EXERCISE PROMPT
Each entry should be written out again exactly, so that nothing is lost.

==*==

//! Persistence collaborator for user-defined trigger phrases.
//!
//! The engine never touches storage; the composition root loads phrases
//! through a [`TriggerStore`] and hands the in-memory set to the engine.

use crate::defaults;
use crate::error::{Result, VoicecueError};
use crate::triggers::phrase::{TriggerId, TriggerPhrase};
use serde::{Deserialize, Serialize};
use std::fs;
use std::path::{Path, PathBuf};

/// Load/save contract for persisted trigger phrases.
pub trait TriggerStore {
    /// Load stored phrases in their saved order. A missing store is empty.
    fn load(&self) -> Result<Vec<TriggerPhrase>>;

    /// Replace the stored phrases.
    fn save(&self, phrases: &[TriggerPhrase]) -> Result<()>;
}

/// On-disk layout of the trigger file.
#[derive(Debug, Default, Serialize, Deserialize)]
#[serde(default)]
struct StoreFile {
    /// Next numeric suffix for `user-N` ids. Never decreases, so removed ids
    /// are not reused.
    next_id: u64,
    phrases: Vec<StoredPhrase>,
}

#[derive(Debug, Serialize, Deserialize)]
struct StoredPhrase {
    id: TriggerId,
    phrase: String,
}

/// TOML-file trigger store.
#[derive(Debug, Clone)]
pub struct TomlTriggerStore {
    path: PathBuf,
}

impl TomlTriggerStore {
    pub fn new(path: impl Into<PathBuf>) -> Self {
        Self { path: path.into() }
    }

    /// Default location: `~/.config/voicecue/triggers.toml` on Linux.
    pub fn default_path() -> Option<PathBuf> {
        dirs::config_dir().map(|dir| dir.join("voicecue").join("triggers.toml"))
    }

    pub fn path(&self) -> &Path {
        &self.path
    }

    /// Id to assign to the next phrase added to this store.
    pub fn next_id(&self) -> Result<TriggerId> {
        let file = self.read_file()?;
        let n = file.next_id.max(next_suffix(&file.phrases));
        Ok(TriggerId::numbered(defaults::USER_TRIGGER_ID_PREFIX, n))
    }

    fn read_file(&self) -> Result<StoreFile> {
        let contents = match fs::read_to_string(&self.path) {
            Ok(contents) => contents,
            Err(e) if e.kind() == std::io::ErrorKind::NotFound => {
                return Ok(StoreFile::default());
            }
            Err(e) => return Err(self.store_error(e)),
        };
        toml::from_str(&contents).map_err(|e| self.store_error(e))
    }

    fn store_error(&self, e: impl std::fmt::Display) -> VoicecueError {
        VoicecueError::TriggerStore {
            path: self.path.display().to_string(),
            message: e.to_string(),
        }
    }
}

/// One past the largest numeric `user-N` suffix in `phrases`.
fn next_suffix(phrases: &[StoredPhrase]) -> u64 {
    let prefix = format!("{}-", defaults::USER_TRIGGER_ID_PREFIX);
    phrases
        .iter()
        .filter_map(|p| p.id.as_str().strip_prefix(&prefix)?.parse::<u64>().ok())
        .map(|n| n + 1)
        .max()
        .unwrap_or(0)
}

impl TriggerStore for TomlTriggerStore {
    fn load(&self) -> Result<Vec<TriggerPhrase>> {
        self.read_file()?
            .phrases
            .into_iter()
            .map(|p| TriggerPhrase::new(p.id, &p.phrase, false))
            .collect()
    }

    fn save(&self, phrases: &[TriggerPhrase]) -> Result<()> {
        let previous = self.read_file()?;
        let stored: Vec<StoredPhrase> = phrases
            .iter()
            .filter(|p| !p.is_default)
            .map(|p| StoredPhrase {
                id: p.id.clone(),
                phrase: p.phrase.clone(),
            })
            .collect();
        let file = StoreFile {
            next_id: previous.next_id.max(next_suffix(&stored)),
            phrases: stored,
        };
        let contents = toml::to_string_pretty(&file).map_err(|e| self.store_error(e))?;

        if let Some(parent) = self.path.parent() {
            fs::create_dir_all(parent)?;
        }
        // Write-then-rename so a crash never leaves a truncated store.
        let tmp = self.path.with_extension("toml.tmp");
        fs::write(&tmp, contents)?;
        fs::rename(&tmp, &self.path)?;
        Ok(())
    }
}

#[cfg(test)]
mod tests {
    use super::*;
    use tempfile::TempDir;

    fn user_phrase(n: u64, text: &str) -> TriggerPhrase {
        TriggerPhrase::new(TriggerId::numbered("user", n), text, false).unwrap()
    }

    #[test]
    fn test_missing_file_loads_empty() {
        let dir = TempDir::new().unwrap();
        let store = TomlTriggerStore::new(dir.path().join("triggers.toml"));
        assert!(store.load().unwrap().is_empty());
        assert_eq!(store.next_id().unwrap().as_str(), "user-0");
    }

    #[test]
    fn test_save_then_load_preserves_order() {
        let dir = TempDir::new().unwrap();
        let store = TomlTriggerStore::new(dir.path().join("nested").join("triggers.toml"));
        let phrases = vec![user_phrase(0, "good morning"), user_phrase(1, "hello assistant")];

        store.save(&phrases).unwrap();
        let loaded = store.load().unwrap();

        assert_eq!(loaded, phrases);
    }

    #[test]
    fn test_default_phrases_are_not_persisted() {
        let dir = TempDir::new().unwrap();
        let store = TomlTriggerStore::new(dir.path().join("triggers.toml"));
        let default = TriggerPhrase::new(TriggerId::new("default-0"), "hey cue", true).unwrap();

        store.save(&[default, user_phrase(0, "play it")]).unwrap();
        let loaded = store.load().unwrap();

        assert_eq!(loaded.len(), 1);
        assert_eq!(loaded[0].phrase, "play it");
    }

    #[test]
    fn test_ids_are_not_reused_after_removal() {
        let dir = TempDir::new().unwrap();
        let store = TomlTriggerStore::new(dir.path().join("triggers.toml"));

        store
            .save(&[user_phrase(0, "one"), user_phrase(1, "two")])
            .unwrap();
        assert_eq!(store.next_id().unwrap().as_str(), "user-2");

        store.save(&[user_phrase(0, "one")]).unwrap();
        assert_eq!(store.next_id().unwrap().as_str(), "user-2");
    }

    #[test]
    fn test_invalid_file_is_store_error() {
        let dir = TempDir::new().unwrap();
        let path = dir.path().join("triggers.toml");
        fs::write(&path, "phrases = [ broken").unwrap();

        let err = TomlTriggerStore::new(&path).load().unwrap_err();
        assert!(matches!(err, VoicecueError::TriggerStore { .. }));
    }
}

==*==

COMPLETED TASK
//! Persistence collaborator for user-defined trigger phrases.
//!
//! The engine never touches storage; the composition root loads phrases
//! through a [`TriggerStore`] and hands the in-memory set to the engine.

use crate::defaults;
use crate::error::{Result, VoicecueError};
use crate::triggers::phrase::{TriggerId, TriggerPhrase};
use serde::{Deserialize, Serialize};
use std::fs;
use std::path::{Path, PathBuf};

/// Load/save contract for persisted trigger phrases.
pub trait TriggerStore {
    /// Load stored phrases in their saved order. A missing store is empty.
    fn load(&self) -> Result<Vec<TriggerPhrase>>;

    /// Replace the stored phrases.
    fn save(&self, phrases: &[TriggerPhrase]) -> Result<()>;
}

/// On-disk layout of the trigger file.
#[derive(Debug, Default, Serialize, Deserialize)]
#[serde(default)]
struct StoreFile {
    /// Next numeric suffix for `user-N` ids. Never decreases, so removed ids
    /// are not reused.
    next_id: u64,
    phrases: Vec<StoredPhrase>,
}

#[derive(Debug, Serialize, Deserialize)]
struct StoredPhrase {
    id: TriggerId,
    phrase: String,
}

/// TOML-file trigger store.
#[derive(Debug, Clone)]
pub struct TomlTriggerStore {
    path: PathBuf,
}

impl TomlTriggerStore {
    pub fn new(path: impl Into<PathBuf>) -> Self {
        Self { path: path.into() }
    }

    /// Default location: `~/.config/voicecue/triggers.toml` on Linux.
    pub fn default_path() -> Option<PathBuf> {
        dirs::config_dir().map(|dir| dir.join("voicecue").join("triggers.toml"))
    }

    pub fn path(&self) -> &Path {
        &self.path
    }

    /// Id to assign to the next phrase added to this store.
    pub fn next_id(&self) -> Result<TriggerId> {
        let file = self.read_file()?;
        let n = file.next_id.max(next_suffix(&file.phrases));
        Ok(TriggerId::numbered(defaults::USER_TRIGGER_ID_PREFIX, n))
    }

    fn read_file(&self) -> Result<StoreFile> {
        let contents = match fs::read_to_string(&self.path) {
            Ok(contents) => contents,
            Err(e) if e.kind() == std::io::ErrorKind::NotFound => {
                return Ok(StoreFile::default());
            }
            Err(e) => return Err(self.store_error(e)),
        };
        toml::from_str(&contents).map_err(|e| self.store_error(e))
    }

    fn store_error(&self, e: impl std::fmt::Display) -> VoicecueError {
        VoicecueError::TriggerStore {
            path: self.path.display().to_string(),
            message: e.to_string(),
        }
    }
}

/// One past the largest numeric `user-N` suffix in `phrases`.
fn next_suffix(phrases: &[StoredPhrase]) -> u64 {
    let prefix = format!("{}-", defaults::USER_TRIGGER_ID_PREFIX);
    phrases
        .iter()
        .filter_map(|p| p.id.as_str().strip_prefix(&prefix)?.parse::<u64>().ok())
        .map(|n| n + 1)
        .max()
        .unwrap_or(0)
}

impl TriggerStore for TomlTriggerStore {
    fn load(&self) -> Result<Vec<TriggerPhrase>> {
        self.read_file()?
            .phrases
            .into_iter()
            .map(|p| TriggerPhrase::new(p.id, &p.phrase, false))
            .collect()
    }

    fn save(&self, phrases: &[TriggerPhrase]) -> Result<()> {
        let previous = self.read_file()?;
        let stored: Vec<StoredPhrase> = phrases
            .iter()
            .filter(|p| !p.is_default)
            .map(|p| StoredPhrase {
                id: p.id.clone(),
                phrase: p.phrase.clone(),
            })
            .collect();
        let file = StoreFile {
            next_id: previous.next_id.max(next_suffix(&stored)),
            phrases: stored,
        };
        let contents = toml::to_string_pretty(&file).map_err(|e| self.store_error(e))?;

        if let Some(parent) = self.path.parent() {
            fs::create_dir_all(parent)?;
        }
        // Write-then-rename so a crash never leaves a truncated store.
        let tmp = self.path.with_extension("toml.tmp");
        fs::write(&tmp, contents)?;
        fs::rename(&tmp, &self.path)?;
        Ok(())
    }
}

#[cfg(test)]
mod tests {
    use super::*;
    use tempfile::TempDir;

    fn user_phrase(n: u64, text: &str) -> TriggerPhrase {
        TriggerPhrase::new(TriggerId::numbered("user", n), text, false).unwrap()
    }

    #[test]
    fn test_missing_file_loads_empty() {
        let dir = TempDir::new().unwrap();
        let store = TomlTriggerStore::new(dir.path().join("triggers.toml"));
        assert!(store.load().unwrap().is_empty());
        assert_eq!(store.next_id().unwrap().as_str(), "user-0");
    }

    #[test]
    fn test_save_then_load_preserves_order() {
        let dir = TempDir::new().unwrap();
        let store = TomlTriggerStore::new(dir.path().join("nested").join("triggers.toml"));
        let phrases = vec![user_phrase(0, "good morning"), user_phrase(1, "hello assistant")];

        store.save(&phrases).unwrap();
        let loaded = store.load().unwrap();

        assert_eq!(loaded, phrases);
    }

    #[test]
    fn test_default_phrases_are_not_persisted() {
        let dir = TempDir::new().unwrap();
        let store = TomlTriggerStore::new(dir.path().join("triggers.toml"));
        let default = TriggerPhrase::new(TriggerId::new("default-0"), "hey cue", true).unwrap();

        store.save(&[default, user_phrase(0, "play it")]).unwrap();
        let loaded = store.load().unwrap();

        assert_eq!(loaded.len(), 1);
        assert_eq!(loaded[0].phrase, "play it");
    }

    #[test]
    fn test_ids_are_not_reused_after_removal() {
        let dir = TempDir::new().unwrap();
        let store = TomlTriggerStore::new(dir.path().join("triggers.toml"));

        store
            .save(&[user_phrase(0, "one"), user_phrase(1, "two")])
            .unwrap();
        assert_eq!(store.next_id().unwrap().as_str(), "user-2");

        store.save(&[user_phrase(0, "one")]).unwrap();
        assert_eq!(store.next_id().unwrap().as_str(), "user-2");
    }

    #[test]
    fn test_invalid_file_is_store_error() {
        let dir = TempDir::new().unwrap();
        let path = dir.path().join("triggers.toml");
        fs::write(&path, "phrases = [ broken").unwrap();

        let err = TomlTriggerStore::new(&path).load().unwrap_err();
        assert!(matches!(err, VoicecueError::TriggerStore { .. }));
    }
}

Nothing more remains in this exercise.